Open mkborregaard opened 7 years ago

mkborregaard commented 7 years ago
  1. The dpi of the pyplot backend has changed with the shift to matplotlib 2.0. Plots should adjust accordingly.
  2. gr and plotlyjs both ignore the dpi argument
  3. The pyplot backend seems to have the dpi argument backwards:
    using Plots; pyplot()
    scatter(1:10,1:10) # dpi = 100 as default

    skaermbillede 2017-03-15 kl 10 51 59

    scatter(1:10, 1:10, dpi = 150) # This should result in smaller elements

    skaermbillede 2017-03-15 kl 10 52 17

An earlier merged PR claimed to fix this (https://github.com/JuliaPlots/Plots.jl/pull/517/files) but it hasn't, it seems. It did do something, though, reverting that PR gives

scatter(1:10, 1:10, dpi = 350)

skaermbillede 2017-03-15 kl 10 55 18

ma-laforge commented 7 years ago

Hi @mkborregaard:

From my own experiments: I don't think sufficient thought was ever put into the DPI question.

It seems to me that DPI does not really have a place the way Plots.jl was defined (it uses different knobs to control how plots look):

AFAIK:

When would I expect Plots.jl to use DPI? Ignoring font sizes: I would expect DPI to be used only if a user wanted to export a pixel-based plot image by specifying (w, h) using physical dimensions like inches, or centimeters. In that case, you kind of need a DPI value in order to figure out how many pixels to use.

EDIT: Conversely, the DPI value could simply be added to image as an informative-only meta-tag to tell programs like word processors how large to make the image when it first gets inserted in the document. However, this value would not, affect the sizes of the symbols or line widths relative to the total image size.

FYI: I still have an open issue trying to understand the intent of DPI in Plots.jl: https://github.com/JuliaPlots/Plots.jl/issues/653

Once I understand what Plots.jl intended backends to do with the DPI value, I would probably be able to help fix the PyPlot issue.

tbreloff commented 7 years ago

Who says there was anything intended? :) This is a tricky item to generalize, but we already have the components needed. I agree that unitless numbers generally correspond to points for fonts and pixels for other things.

Ideally the sizes could be any unit and calculations would lazily wait until final output. This is what Measures is for, and one of the best parts of Compose and family. They take the convention that mm is the "base" unit. I generally prefer that pixel is the base unit because my output is generally to the screen. Neither is inherently wrong, but correctly converting between units is a good thing to get right.
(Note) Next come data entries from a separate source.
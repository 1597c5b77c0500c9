//! Per-connection decode, dispatch, handle loop.
//!
//! A session is `Active` until the first failure of any kind, then it
//! deregisters its connection (which closes the transport) and ends. There
//! is no recovery inside a session; the peer has to dial again.

use crate::connection::Connection;
use crate::error::{Error, Result};
use crate::registry::ConnectionRegistry;
use crate::router::Router;
use std::io;
use std::sync::Arc;
use tokio::io::AsyncRead;
use tracing::{debug, error, info, warn};

/// Drives one connection until it fails or is closed.
pub struct Session<R> {
    conn: Arc<Connection>,
    reader: R,
    router: Arc<Router>,
    registry: Arc<ConnectionRegistry>,
}

impl<R> Session<R>
where
    R: AsyncRead + Send + Unpin + 'static,
{
    pub fn new(
        conn: Arc<Connection>,
        reader: R,
        router: Arc<Router>,
        registry: Arc<ConnectionRegistry>,
    ) -> Self {
        Self {
            conn,
            reader,
            router,
            registry,
        }
    }

    /// Serve packets until the connection fails, then tear it down.
    ///
    /// Returns the error that ended the session.
    pub async fn run(mut self) -> Error {
        let cause = loop {
            if let Err(e) = self.step().await {
                break e;
            }
        };

        let conn_id = self.conn.id();
        if cause.is_eof() {
            debug!(conn_id, "Peer closed connection");
        } else if cause.is_shutdown() {
            debug!(conn_id, "Connection closed locally");
        } else {
            warn!(conn_id, error = %cause, "Session terminated");
        }

        if let Err(e) = self.registry.remove_by_id(conn_id).await {
            error!(conn_id, error = %e, "Failed to remove connection");
        }

        info!(
            conn_id,
            local = %self.conn.local_addr(),
            remote = %self.conn.remote_addr(),
            connected_at = %self.conn.connected_at().to_rfc3339(),
            lifetime_ms = self.conn.lifetime().num_milliseconds(),
            "Connection released"
        );

        cause
    }

    /// One decode, dispatch, handle cycle.
    async fn step(&mut self) -> Result<()> {
        if !self.conn.is_alive() {
            return Err(closed(self.conn.id()));
        }

        let binding = self.router.bind(&self.conn);

        // Shutdown marks the connection dead while we may be parked on a
        // read; the close signal ends the wait.
        let packet = tokio::select! {
            decoded = self.router.codec().decode(&mut self.reader) => decoded?,
            _ = self.conn.closed() => return Err(closed(self.conn.id())),
        };

        debug!(
            conn_id = self.conn.id(),
            id = packet.id,
            kind = packet.kind,
            length = packet.length,
            remote = %self.conn.remote_addr(),
            "Received packet"
        );

        self.router.dispatch(&binding, packet).await
    }
}

fn closed(conn_id: u64) -> Error {
    Error::Io(io::Error::new(
        io::ErrorKind::ConnectionAborted,
        format!("connection {conn_id} closed"),
    ))
}

#[cfg(test)]
mod tests {
    use super::*;
    use crate::codec::{Codec, PacketCodec};
    use crate::error::ProtocolViolation;
    use crate::handlers;
    use crate::packet::{Packet, PacketType};
    use crate::testkit::MemoryTransport;
    use std::sync::atomic::Ordering;
    use std::time::Duration;
    use tokio::io::{duplex, AsyncWriteExt};

    struct Fixture {
        registry: Arc<ConnectionRegistry>,
        conn: Arc<Connection>,
        router: Arc<Router>,
        transport_written: Arc<std::sync::Mutex<Vec<u8>>>,
        transport_closed: Arc<std::sync::atomic::AtomicBool>,
    }

    fn fixture() -> Fixture {
        let registry = Arc::new(ConnectionRegistry::new());
        let transport = MemoryTransport::new("10.0.0.9:7000");
        let transport_written = transport.written();
        let transport_closed = transport.closed();
        let conn = Arc::new(Connection::new(registry.generate_id(), transport));
        registry.register(Arc::clone(&conn));

        let router = Arc::new(Router::new(
            Arc::new(handlers::default_table()),
            Arc::new(PacketCodec::default()),
        ));

        Fixture {
            registry,
            conn,
            router,
            transport_written,
            transport_closed,
        }
    }

    fn frame(id: u32, kind: u16, body: &'static [u8]) -> Vec<u8> {
        let packet = Packet {
            id,
            kind,
            length: 0,
            body: bytes::Bytes::from_static(body),
        };
        PacketCodec::default().encode(&packet).unwrap().to_vec()
    }

    #[tokio::test]
    async fn test_ping_then_eof() {
        let f = fixture();
        let (mut client, server) = duplex(1024);

        client
            .write_all(&frame(1000, PacketType::Ping.as_u16(), b"ping"))
            .await
            .unwrap();
        client
            .write_all(&frame(1000, PacketType::Ping.as_u16(), b"again"))
            .await
            .unwrap();
        drop(client);

        let session = Session::new(
            Arc::clone(&f.conn),
            server,
            Arc::clone(&f.router),
            Arc::clone(&f.registry),
        );
        let cause = session.run().await;

        assert!(cause.is_eof());
        let pong = frame(1000, 0, b"pong");
        let mut expected = pong.clone();
        expected.extend_from_slice(&pong);
        assert_eq!(&f.transport_written.lock().unwrap()[..], &expected[..]);
        assert!(f.registry.is_empty());
        assert!(f.transport_closed.load(Ordering::SeqCst));
    }

    #[tokio::test]
    async fn test_unroutable_closes_without_reply() {
        let f = fixture();
        let (mut client, server) = duplex(1024);

        client
            .write_all(&frame(4000, PacketType::Ping.as_u16(), b"ping"))
            .await
            .unwrap();

        let session = Session::new(
            Arc::clone(&f.conn),
            server,
            Arc::clone(&f.router),
            Arc::clone(&f.registry),
        );

        match session.run().await {
            Error::UnroutablePacket { id: 4000, .. } => {}
            other => panic!("unexpected: {:?}", other),
        }
        assert!(f.transport_written.lock().unwrap().is_empty());
        assert!(f.registry.is_empty());
        assert!(!f.conn.is_alive());
    }

    #[tokio::test]
    async fn test_protocol_violation_terminates() {
        let f = fixture();
        let (mut client, server) = duplex(1024);

        client.write_all(&[0, 0, 0, 0]).await.unwrap();

        let session = Session::new(
            Arc::clone(&f.conn),
            server,
            Arc::clone(&f.router),
            Arc::clone(&f.registry),
        );

        match session.run().await {
            Error::ProtocolViolation(ProtocolViolation::ZeroId) => {}
            other => panic!("unexpected: {:?}", other),
        }
        assert!(f.registry.is_empty());
    }

    #[tokio::test]
    async fn test_external_removal_interrupts_read() {
        let f = fixture();
        let (_client, server) = duplex(1024);

        let session = Session::new(
            Arc::clone(&f.conn),
            server,
            Arc::clone(&f.router),
            Arc::clone(&f.registry),
        );
        let task = tokio::spawn(session.run());

        tokio::time::sleep(Duration::from_millis(20)).await;
        f.registry.remove_by_id(f.conn.id()).await.unwrap();

        let cause = tokio::time::timeout(Duration::from_secs(1), task)
            .await
            .unwrap()
            .unwrap();
        match &cause {
            Error::Io(e) => assert_eq!(e.kind(), io::ErrorKind::ConnectionAborted),
            other => panic!("unexpected: {:?}", other),
        }
        assert!(cause.is_shutdown());
        assert!(f.registry.is_empty());
    }
}
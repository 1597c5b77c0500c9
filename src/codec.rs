//! Packet framing.
//!
//! [`Codec`] turns packets into wire bytes and reads packets back off a
//! byte stream. [`PacketCodec`] is the big-endian id-type-length-body
//! implementation used by the server.

use crate::error::{ProtocolViolation, Result};
use crate::packet::{Packet, PacketType};
use async_trait::async_trait;
use bytes::{BufMut, Bytes, BytesMut};
use tokio::io::{AsyncRead, AsyncReadExt};
use tracing::trace;

/// Default upper bound on a decoded body (16 MiB).
pub const DEFAULT_MAX_BODY_LEN: u32 = 16 * 1024 * 1024;

/// Encoding and decoding of framed packets.
#[async_trait]
pub trait Codec: Send + Sync {
    /// Serialize a packet into a single frame.
    fn encode(&self, packet: &Packet) -> std::result::Result<Bytes, ProtocolViolation>;

    /// Read exactly one packet from `reader`.
    ///
    /// Either a whole packet is returned or the call fails; nothing is
    /// buffered across calls.
    async fn decode(&self, reader: &mut (dyn AsyncRead + Send + Unpin)) -> Result<Packet>;
}

/// Big-endian id-type-length-body codec.
#[derive(Debug, Clone, Copy)]
pub struct PacketCodec {
    max_body_len: u32,
}

impl PacketCodec {
    /// Create a codec that rejects bodies longer than `max_body_len`.
    pub fn new(max_body_len: u32) -> Self {
        Self { max_body_len }
    }

    /// Largest body this codec will decode.
    pub fn max_body_len(&self) -> u32 {
        self.max_body_len
    }
}

impl Default for PacketCodec {
    fn default() -> Self {
        Self::new(DEFAULT_MAX_BODY_LEN)
    }
}

#[async_trait]
impl Codec for PacketCodec {
    fn encode(&self, packet: &Packet) -> std::result::Result<Bytes, ProtocolViolation> {
        let actual = packet.body.len();

        // A zero length means the caller left it for us to fill in.
        let length = match packet.length {
            0 => u32::try_from(actual).map_err(|_| ProtocolViolation::BodyTooLarge {
                length: actual as u64,
                max: u32::MAX,
            })?,
            declared if declared as usize == actual => declared,
            declared => return Err(ProtocolViolation::LengthMismatch { declared, actual }),
        };

        let mut buf = BytesMut::with_capacity(packet.frame_len());
        buf.put_u32(packet.id);
        buf.put_u16(packet.kind);
        buf.put_u32(length);
        buf.put_slice(&packet.body);

        Ok(buf.freeze())
    }

    async fn decode(&self, reader: &mut (dyn AsyncRead + Send + Unpin)) -> Result<Packet> {
        let id = reader.read_u32().await?;
        if id == 0 {
            return Err(ProtocolViolation::ZeroId.into());
        }

        let kind = reader.read_u16().await?;
        if PacketType::from_u16(kind).is_none() {
            return Err(ProtocolViolation::UnknownType(kind).into());
        }

        let length = reader.read_u32().await?;
        if length > self.max_body_len {
            return Err(ProtocolViolation::BodyTooLarge {
                length: u64::from(length),
                max: self.max_body_len,
            }
            .into());
        }

        let mut body = BytesMut::zeroed(length as usize);
        reader.read_exact(&mut body).await?;

        trace!(id, kind, length, "Decoded packet");

        Ok(Packet {
            id,
            kind,
            length,
            body: body.freeze(),
        })
    }
}
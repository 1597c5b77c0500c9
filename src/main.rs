//! frame-router server binary.
//!
//! Starts one server per configured endpoint, all sharing the built-in
//! dispatch table, and closes every connection on Ctrl-C.

use frame_router::codec::PacketCodec;
use frame_router::config::{Config, LogFormat};
use frame_router::handlers;
use frame_router::router::Router;
use frame_router::server::Server;
use std::sync::Arc;
use tracing::{debug, error, info, Subscriber};
use tracing_appender::non_blocking::WorkerGuard;
use tracing_appender::rolling::{RollingFileAppender, Rotation};
use tracing_subscriber::fmt::MakeWriter;
use tracing_subscriber::registry::LookupSpan;
use tracing_subscriber::{fmt, prelude::*, EnvFilter, Layer};

/// Log files are named `frame-router.YYYY-MM-DD.log`.
const LOG_FILE_PREFIX: &str = "frame-router";

fn main() -> Result<(), Box<dyn std::error::Error>> {
    // Load configuration
    let config = Config::load()?;

    // Initialize logging; the guard flushes the file writer on exit.
    let _log_guard = init_logging(&config)?;

    info!(
        servers = config.servers.len(),
        workers = ?config.workers,
        backlog = config.backlog,
        log_dir = ?config.log_dir,
        "Starting frame-router"
    );

    let mut builder = tokio::runtime::Builder::new_multi_thread();
    builder.enable_all().thread_name("frame-router-worker");
    if let Some(workers) = config.workers {
        builder.worker_threads(workers);
    }
    let runtime = builder.build()?;

    runtime.block_on(serve(config))
}

/// Console output always; a daily rolling file as well when `log_dir` is set.
fn init_logging(config: &Config) -> Result<Option<WorkerGuard>, Box<dyn std::error::Error>> {
    let filter =
        EnvFilter::try_from_default_env().unwrap_or_else(|_| EnvFilter::new(&config.log_level));

    let (file, guard) = match &config.log_dir {
        Some(dir) => {
            let appender = RollingFileAppender::builder()
                .rotation(Rotation::DAILY)
                .filename_prefix(LOG_FILE_PREFIX)
                .filename_suffix("log")
                .build(dir)?;
            let (writer, guard) = tracing_appender::non_blocking(appender);
            (Some(format_layer(config.log_format, writer, false)), Some(guard))
        }
        None => (None, None),
    };

    tracing_subscriber::registry()
        .with(filter)
        .with(format_layer(config.log_format, std::io::stdout, true))
        .with(file)
        .init();

    Ok(guard)
}

fn format_layer<S, W>(format: LogFormat, writer: W, ansi: bool) -> Box<dyn Layer<S> + Send + Sync>
where
    S: Subscriber + for<'a> LookupSpan<'a> + 'static,
    W: for<'w> MakeWriter<'w> + Send + Sync + 'static,
{
    match format {
        LogFormat::Text => fmt::layer()
            .with_target(false)
            .with_ansi(ansi)
            .with_writer(writer)
            .boxed(),
        LogFormat::Json => fmt::layer()
            .json()
            .with_current_span(false)
            .with_writer(writer)
            .boxed(),
    }
}

async fn serve(config: Config) -> Result<(), Box<dyn std::error::Error>> {
    let codec = PacketCodec::new(config.max_body_len);
    debug!(max_body_len = codec.max_body_len(), "Packet codec configured");
    let router = Arc::new(Router::new(
        Arc::new(handlers::default_table()),
        Arc::new(codec),
    ));

    let mut servers = Vec::with_capacity(config.servers.len());
    for entry in &config.servers {
        match Server::start(entry, config.backlog, Arc::clone(&router)).await {
            Ok(server) => servers.push(server),
            Err(e) => {
                error!(
                    server = %entry.name,
                    host = %entry.host,
                    port = entry.port,
                    error = %e,
                    "Failed to start server"
                );
            }
        }
    }

    if servers.is_empty() {
        return Err("no server could be started".into());
    }

    tokio::signal::ctrl_c().await?;
    info!("Shutdown requested");

    for server in &servers {
        if let Err(e) = server.stop().await {
            error!(server = %server.name(), error = %e, "Failed to stop server cleanly");
        }
    }

    Ok(())
}
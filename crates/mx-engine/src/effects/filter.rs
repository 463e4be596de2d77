//! One-pole RC low-pass and high-pass filters.

use alloc::vec;
use alloc::vec::Vec;
use core::f32::consts::TAU;

use mx_core::MAX_CHANNELS;

use crate::effect::{Effect, EffectInfo, ParamInfo};

static PARAMS: &[ParamInfo] = &[ParamInfo {
    id: 0,
    name: "Cutoff (Hz)",
    min: 20.0,
    max: 20000.0,
    default: 1000.0,
}];

static LOW_PASS_INFO: EffectInfo = EffectInfo {
    name: "Low Pass",
    short_name: "LPF",
    params: PARAMS,
};

static HIGH_PASS_INFO: EffectInfo = EffectInfo {
    name: "High Pass",
    short_name: "HPF",
    params: PARAMS,
};

#[derive(Clone, Copy, Debug, PartialEq, Eq)]
enum Mode {
    LowPass,
    HighPass,
}

/// Per-channel filter memory.
#[derive(Clone, Copy, Default)]
struct Pole {
    prev_in: f32,
    prev_out: f32,
}

/// One-pole RC filter.
///
/// Low-pass: `y = y_prev + a * (x - y_prev)` with `a = dt / (rc + dt)`.
/// High-pass: `y = a * (y_prev + x - x_prev)` with `a = rc / (rc + dt)`.
pub struct OnePole {
    mode: Mode,
    cutoff_hz: f32,
    poles: Vec<Pole>,
}

impl OnePole {
    pub fn low_pass(cutoff_hz: f32) -> Self {
        Self::new(Mode::LowPass, cutoff_hz)
    }

    pub fn high_pass(cutoff_hz: f32) -> Self {
        Self::new(Mode::HighPass, cutoff_hz)
    }

    fn new(mode: Mode, cutoff_hz: f32) -> Self {
        Self {
            mode,
            cutoff_hz: PARAMS[0].clamp(cutoff_hz),
            poles: vec![Pole::default(); MAX_CHANNELS as usize],
        }
    }

    fn coefficient(&self, sample_rate: u32) -> f32 {
        let rc = 1.0 / (TAU * self.cutoff_hz);
        let dt = 1.0 / sample_rate.max(1) as f32;
        match self.mode {
            Mode::LowPass => dt / (rc + dt),
            Mode::HighPass => rc / (rc + dt),
        }
    }
}

impl Effect for OnePole {
    fn info(&self) -> &EffectInfo {
        match self.mode {
            Mode::LowPass => &LOW_PASS_INFO,
            Mode::HighPass => &HIGH_PASS_INFO,
        }
    }

    fn process(&mut self, frames: u32, channels: u16, sample_rate: u32, samples: &mut [f32]) {
        let frames = frames as usize;
        let a = self.coefficient(sample_rate);
        for (ch, pole) in self.poles.iter_mut().enumerate().take(channels as usize) {
            let block = &mut samples[ch * frames..(ch + 1) * frames];
            let mut state = *pole;
            match self.mode {
                Mode::LowPass => {
                    for s in block {
                        state.prev_out += a * (*s - state.prev_out);
                        *s = state.prev_out;
                    }
                }
                Mode::HighPass => {
                    for s in block {
                        let x = *s;
                        state.prev_out = a * (state.prev_out + x - state.prev_in);
                        state.prev_in = x;
                        *s = state.prev_out;
                    }
                }
            }
            *pole = state;
        }
    }

    fn reset(&mut self) {
        self.poles.fill(Pole::default());
    }

    fn set_param(&mut self, param: u16, value: f32) -> bool {
        match param {
            0 => {
                self.cutoff_hz = PARAMS[0].clamp(value);
                true
            }
            _ => false,
        }
    }

    fn param(&self, param: u16) -> Option<f32> {
        (param == 0).then_some(self.cutoff_hz)
    }
}
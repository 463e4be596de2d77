//! Mixing bus node.

use alloc::vec::Vec;

use mx_core::{AudioBuffer, Handle};

/// Sums its input buses and streams, then applies an optional processor.
///
/// Edges are stored as handles on both ends: a bus lists its inputs and each
/// input records its output. The mixer keeps the two sides in step.
#[derive(Debug, Default)]
pub struct Bus {
    pub(crate) output: Option<Handle>,
    pub(crate) processor: Option<Handle>,
    pub(crate) input_buses: Vec<Handle>,
    pub(crate) input_streams: Vec<Handle>,
    /// Render target, reused every tick.
    pub(crate) mix: AudioBuffer,
}

impl Bus {
    pub fn new() -> Self {
        Self::default()
    }

    pub fn output(&self) -> Option<Handle> {
        self.output
    }

    pub fn processor(&self) -> Option<Handle> {
        self.processor
    }

    pub fn input_buses(&self) -> &[Handle] {
        &self.input_buses
    }

    pub fn input_streams(&self) -> &[Handle] {
        &self.input_streams
    }

    /// Samples produced by the most recent render.
    pub fn mix(&self) -> &AudioBuffer {
        &self.mix
    }

    pub(crate) fn add_input_bus(&mut self, bus: Handle) {
        insert_unique(&mut self.input_buses, bus);
    }

    pub(crate) fn remove_input_bus(&mut self, bus: Handle) {
        self.input_buses.retain(|&h| h != bus);
    }

    pub(crate) fn add_input_stream(&mut self, stream: Handle) {
        insert_unique(&mut self.input_streams, stream);
    }

    pub(crate) fn remove_input_stream(&mut self, stream: Handle) {
        self.input_streams.retain(|&h| h != stream);
    }
}

fn insert_unique(set: &mut Vec<Handle>, handle: Handle) {
    if !set.contains(&handle) {
        set.push(handle);
    }
}
impl Mixer {
    pub fn new(config: MixerConfig) -> Self {
        let allocator = Arc::new(Mutex::new(HandleAllocator::new()));
        let (events, receiver) = EventSender::channel(config.event_capacity);
        Self {
            config,
            objects: ObjectTable::new(allocator),
            queue: Arc::new(CommandQueue::new()),
            master: None,
            events,
            receiver: Some(receiver),
            pending: Vec::new(),
        }
    }

    pub fn config(&self) -> &MixerConfig {
        &self.config
    }

    pub fn producer(&self) -> MixerProducer {
        MixerProducer {
            queue: Arc::clone(&self.queue),
            allocator: Arc::clone(self.objects.allocator()),
        }
    }

    /// Take the event consumer. Returns `None` after the first call.
    pub fn take_events(&mut self) -> Option<EventReceiver> {
        self.receiver.take()
    }

    /// Events discarded because the consumer fell behind.
    pub fn dropped_events(&self) -> u64 {
        self.events.dropped()
    }

    pub fn master_bus(&self) -> Option<Handle> {
        self.master
    }

    pub fn objects(&self) -> &ObjectTable {
        &self.objects
    }

    pub fn bus(&self, handle: Handle) -> Result<&Bus, MixerError> {
        self.objects.bus(handle)
    }

    pub fn stream(&self, handle: Handle) -> Result<&StreamNode, MixerError> {
        self.objects.stream(handle)
    }

    pub fn processor(&self, handle: Handle) -> Result<&ProcessorNode, MixerError> {
        self.objects.processor(handle)
    }

    // --- Command execution ---

    /// Drain the command queue and execute every queued command in order.
    ///
    /// # Panics
    /// On any configuration error; see [`try_process`](Self::try_process).
    pub fn process(&mut self) {
        if let Err(err) = self.try_process() {
            panic!("mixer command failed: {}", err);
        }
    }

    /// Drain the command queue and execute every queued command in order.
    ///
    /// Stops at the first failing command; the rest of the drained buffers
    /// are discarded.
    pub fn try_process(&mut self) -> Result<(), MixerError> {
        let mut pending = mem::take(&mut self.pending);
        self.queue.drain_into(&mut pending);

        let mut result = Ok(());
        for buffer in pending.drain(..) {
            if !buffer.name().is_empty() {
                log::debug!("executing command buffer '{}'", buffer.name());
            }
            for command in buffer.into_commands() {
                result = self.execute(command);
                if result.is_err() {
                    break;
                }
            }
            if result.is_err() {
                break;
            }
        }

        pending.clear();
        self.pending = pending;
        result
    }

    fn execute(&mut self, command: Command) -> Result<(), MixerError> {
        log::debug!("{:?}", command);
        match command {
            Command::InitBus { bus } => self.objects.insert(bus, Object::Bus(Bus::new())),
            Command::SetBusOutput { bus, output } => self.set_bus_output(bus, output),
            Command::AddProcessor { bus, processor } => self.add_processor(bus, processor),
            Command::RemoveProcessor { bus, processor } => self.remove_processor(bus, processor),
            Command::SetMasterBus { bus } => {
                if let Some(bus) = bus {
                    self.objects.bus(bus)?;
                }
                self.master = bus;
                Ok(())
            }
            Command::InitData { data, source } => {
                let node = DataNode::new(source)?;
                self.objects.insert(data, Object::Data(node))
            }
            Command::InitStream { stream, data } => {
                let node = self.objects.data(data)?.create_stream(data);
                self.objects.insert(stream, Object::Stream(node))
            }
            Command::PlayStream { stream, repeat } => {
                self.objects.stream_mut(stream)?.play(repeat);
                self.events.send(MixerEvent::StreamStarted { stream });
                Ok(())
            }
            Command::StopStream { stream, reset } => {
                self.objects.stream_mut(stream)?.stop(reset);
                self.events.send(MixerEvent::StreamStopped { stream });
                if reset {
                    self.events.send(MixerEvent::StreamReset { stream });
                }
                Ok(())
            }
            Command::SetStreamOutput { stream, bus } => self.set_stream_output(stream, bus),
            Command::InitProcessor { processor, effect } => {
                self.objects.insert(processor, Object::Processor(ProcessorNode::new(effect)))
            }
            Command::UpdateProcessor { processor, update } => {
                self.objects.processor_mut(processor)?.update(processor, update)
            }
            Command::DeleteObject { object } => self.delete_object(object),
        }
    }

    fn set_bus_output(&mut self, bus: Handle, output: Option<Handle>) -> Result<(), MixerError> {
        if let Some(out) = output {
            self.objects.bus(out)?;
        }
        let previous = self.objects.bus(bus)?.output;
        if let Some(prev) = previous {
            self.objects.bus_mut(prev)?.remove_input_bus(bus);
        }
        self.objects.bus_mut(bus)?.output = output;
        if let Some(out) = output {
            self.objects.bus_mut(out)?.add_input_bus(bus);
        }
        Ok(())
    }

    fn set_stream_output(&mut self, stream: Handle, bus: Option<Handle>) -> Result<(), MixerError> {
        if let Some(bus) = bus {
            self.objects.bus(bus)?;
        }
        let previous = self.objects.stream(stream)?.output;
        if let Some(prev) = previous {
            self.objects.bus_mut(prev)?.remove_input_stream(stream);
        }
        self.objects.stream_mut(stream)?.output = bus;
        if let Some(bus) = bus {
            self.objects.bus_mut(bus)?.add_input_stream(stream);
        }
        Ok(())
    }

    fn add_processor(&mut self, bus: Handle, processor: Handle) -> Result<(), MixerError> {
        let current = self.objects.bus(bus)?.processor;
        let previous_bus = self.objects.processor(processor)?.bus;

        if let Some(prev) = previous_bus.filter(|&b| b != bus) {
            self.objects.bus_mut(prev)?.processor = None;
        }
        if let Some(cur) = current.filter(|&p| p != processor) {
            self.objects.processor_mut(cur)?.bus = None;
        }
        self.objects.bus_mut(bus)?.processor = Some(processor);
        self.objects.processor_mut(processor)?.bus = Some(bus);
        Ok(())
    }

    fn remove_processor(&mut self, bus: Handle, processor: Handle) -> Result<(), MixerError> {
        self.objects.processor(processor)?;
        let target = self.objects.bus_mut(bus)?;
        if target.processor != Some(processor) {
            log::debug!("processor {} is not attached to bus {}", processor, bus);
            return Ok(());
        }
        target.processor = None;
        self.objects.processor_mut(processor)?.bus = None;
        Ok(())
    }

    /// Release an object and sever every edge that points at it.
    fn delete_object(&mut self, object: Handle) -> Result<(), MixerError> {
        match self.objects.release(object)? {
            Object::Bus(bus) => {
                if let Some(out) = bus.output {
                    if let Ok(out) = self.objects.bus_mut(out) {
                        out.remove_input_bus(object);
                    }
                }
                for &input in &bus.input_buses {
                    if let Ok(input) = self.objects.bus_mut(input) {
                        input.output = None;
                    }
                }
                for &stream in &bus.input_streams {
                    if let Ok(stream) = self.objects.stream_mut(stream) {
                        stream.output = None;
                    }
                }
                if let Some(processor) = bus.processor {
                    if let Ok(processor) = self.objects.processor_mut(processor) {
                        processor.bus = None;
                    }
                }
                if self.master == Some(object) {
                    self.master = None;
                }
            }
            Object::Stream(stream) => {
                if let Some(bus) = stream.output {
                    if let Ok(bus) = self.objects.bus_mut(bus) {
                        bus.remove_input_stream(object);
                    }
                }
            }
            Object::Processor(processor) => {
                if let Some(bus) = processor.bus {
                    if let Ok(bus) = self.objects.bus_mut(bus) {
                        if bus.processor == Some(object) {
                            bus.processor = None;
                        }
                    }
                }
            }
            // streams share the content, so they keep playing
            Object::Data(_) => {}
        }
        Ok(())
    }

    // --- Rendering ---

    /// Render `frames` frames of the master bus into `out` as planar
    /// (channel-major) samples clamped to `[-1, 1]`.
    ///
    /// # Panics
    /// On any configuration error; see [`try_get_samples`](Self::try_get_samples).
    pub fn get_samples(&mut self, frames: u32, channels: u16, sample_rate: u32, out: &mut Vec<f32>) {
        if let Err(err) = self.try_get_samples(frames, channels, sample_rate, out) {
            panic!("mixer render failed: {}", err);
        }
    }

    /// Render `frames` frames of the master bus into `out`.
    ///
    /// `out` is resized to `frames * channels`; `out[ch * frames + f]` is
    /// channel `ch` of frame `f`. Without a master bus the output is silence.
    pub fn try_get_samples(
        &mut self,
        frames: u32,
        channels: u16,
        sample_rate: u32,
        out: &mut Vec<f32>,
    ) -> Result<(), MixerError> {
        out.clear();
        out.resize(frames as usize * channels as usize, 0.0);

        let Some(master) = self.master else {
            return Ok(());
        };
        self.render_bus(master, frames, channels, sample_rate)?;

        let mix = self.objects.bus(master)?.mix.as_slice();
        for (dst, &src) in out.iter_mut().zip(mix) {
            *dst = src.clamp(-1.0, 1.0);
        }
        Ok(())
    }

    fn render_bus(&mut self, handle: Handle, frames: u32, channels: u16, rate: u32) -> Result<(), MixerError> {
        let mut bus = self.objects.lend_bus(handle)?;
        let result = self.mix_inputs(&mut bus, frames, channels, rate);
        self.objects.restore_bus(handle, bus);
        result
    }

    fn mix_inputs(&mut self, bus: &mut Bus, frames: u32, channels: u16, rate: u32) -> Result<(), MixerError> {
        bus.mix.resize(channels, frames);

        for &input in &bus.input_buses {
            self.render_bus(input, frames, channels, rate)?;
            bus.mix.mix_from(&self.objects.bus(input)?.mix);
        }

        for &handle in &bus.input_streams {
            let stream = self.objects.stream_mut(handle)?;
            if !stream.is_playing() {
                continue;
            }
            let status = stream.render(frames, channels, rate)?;
            bus.mix.mix_from(&stream.out);
            if status == StreamStatus::Finished {
                self.events.send(MixerEvent::StreamFinished { stream: handle });
            }
        }

        if let Some(processor) = bus.processor {
            self.objects
                .processor_mut(processor)?
                .process(frames, channels, rate, bus.mix.as_mut_slice());
        }
        Ok(())
    }
}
Btw... PyPlot sucks for consistency... did I mention I want to deprecate it?

On Wed, Mar 15, 2017 at 6:54 PM ma-laforge notifications@github.com wrote:

Hi @mkborregaard https://github.com/mkborregaard:

From my own experiments: I don't think sufficient thought was ever put into the DPI question.

It seems to me that DPI does not really have a place the way Plots.jl was defined (it uses different knobs to control how plots look):

AFAIK:

  • DPI is a way to relate pixel/image size to physical dimensions (ex: 1000 pixels represents 10 cm) - thus the typical units "pixels per inch".
  • Plots.jl defines the canvas size (w, h) in "pixels", and I think the intent is for the user to specify line widths, etc in "pixels" as well. That's how the Cairo backend works by default - but I admit I could not really confirm if that was how Plots.jl was meant to operate.
  • I admit: fonts are typically drawn in "points" (a physical unit measuring 1/72 inch) - so a DPI ratio should, in theory be affected by DPI. In Cairo, I believe there is a default or implied DPI value used to control font sizes somewhere - but I personally have never changed it.

When would I expect Plots.jl to use DPI? Ignoring font sizes: I would expect DPI to be used only if a user wanted to export a pixel-based plot image by specifying (w, h) using physical dimensions like inches, or centimeters. In that case, you kind of need a DPI value in order to figure out how many pixels to use.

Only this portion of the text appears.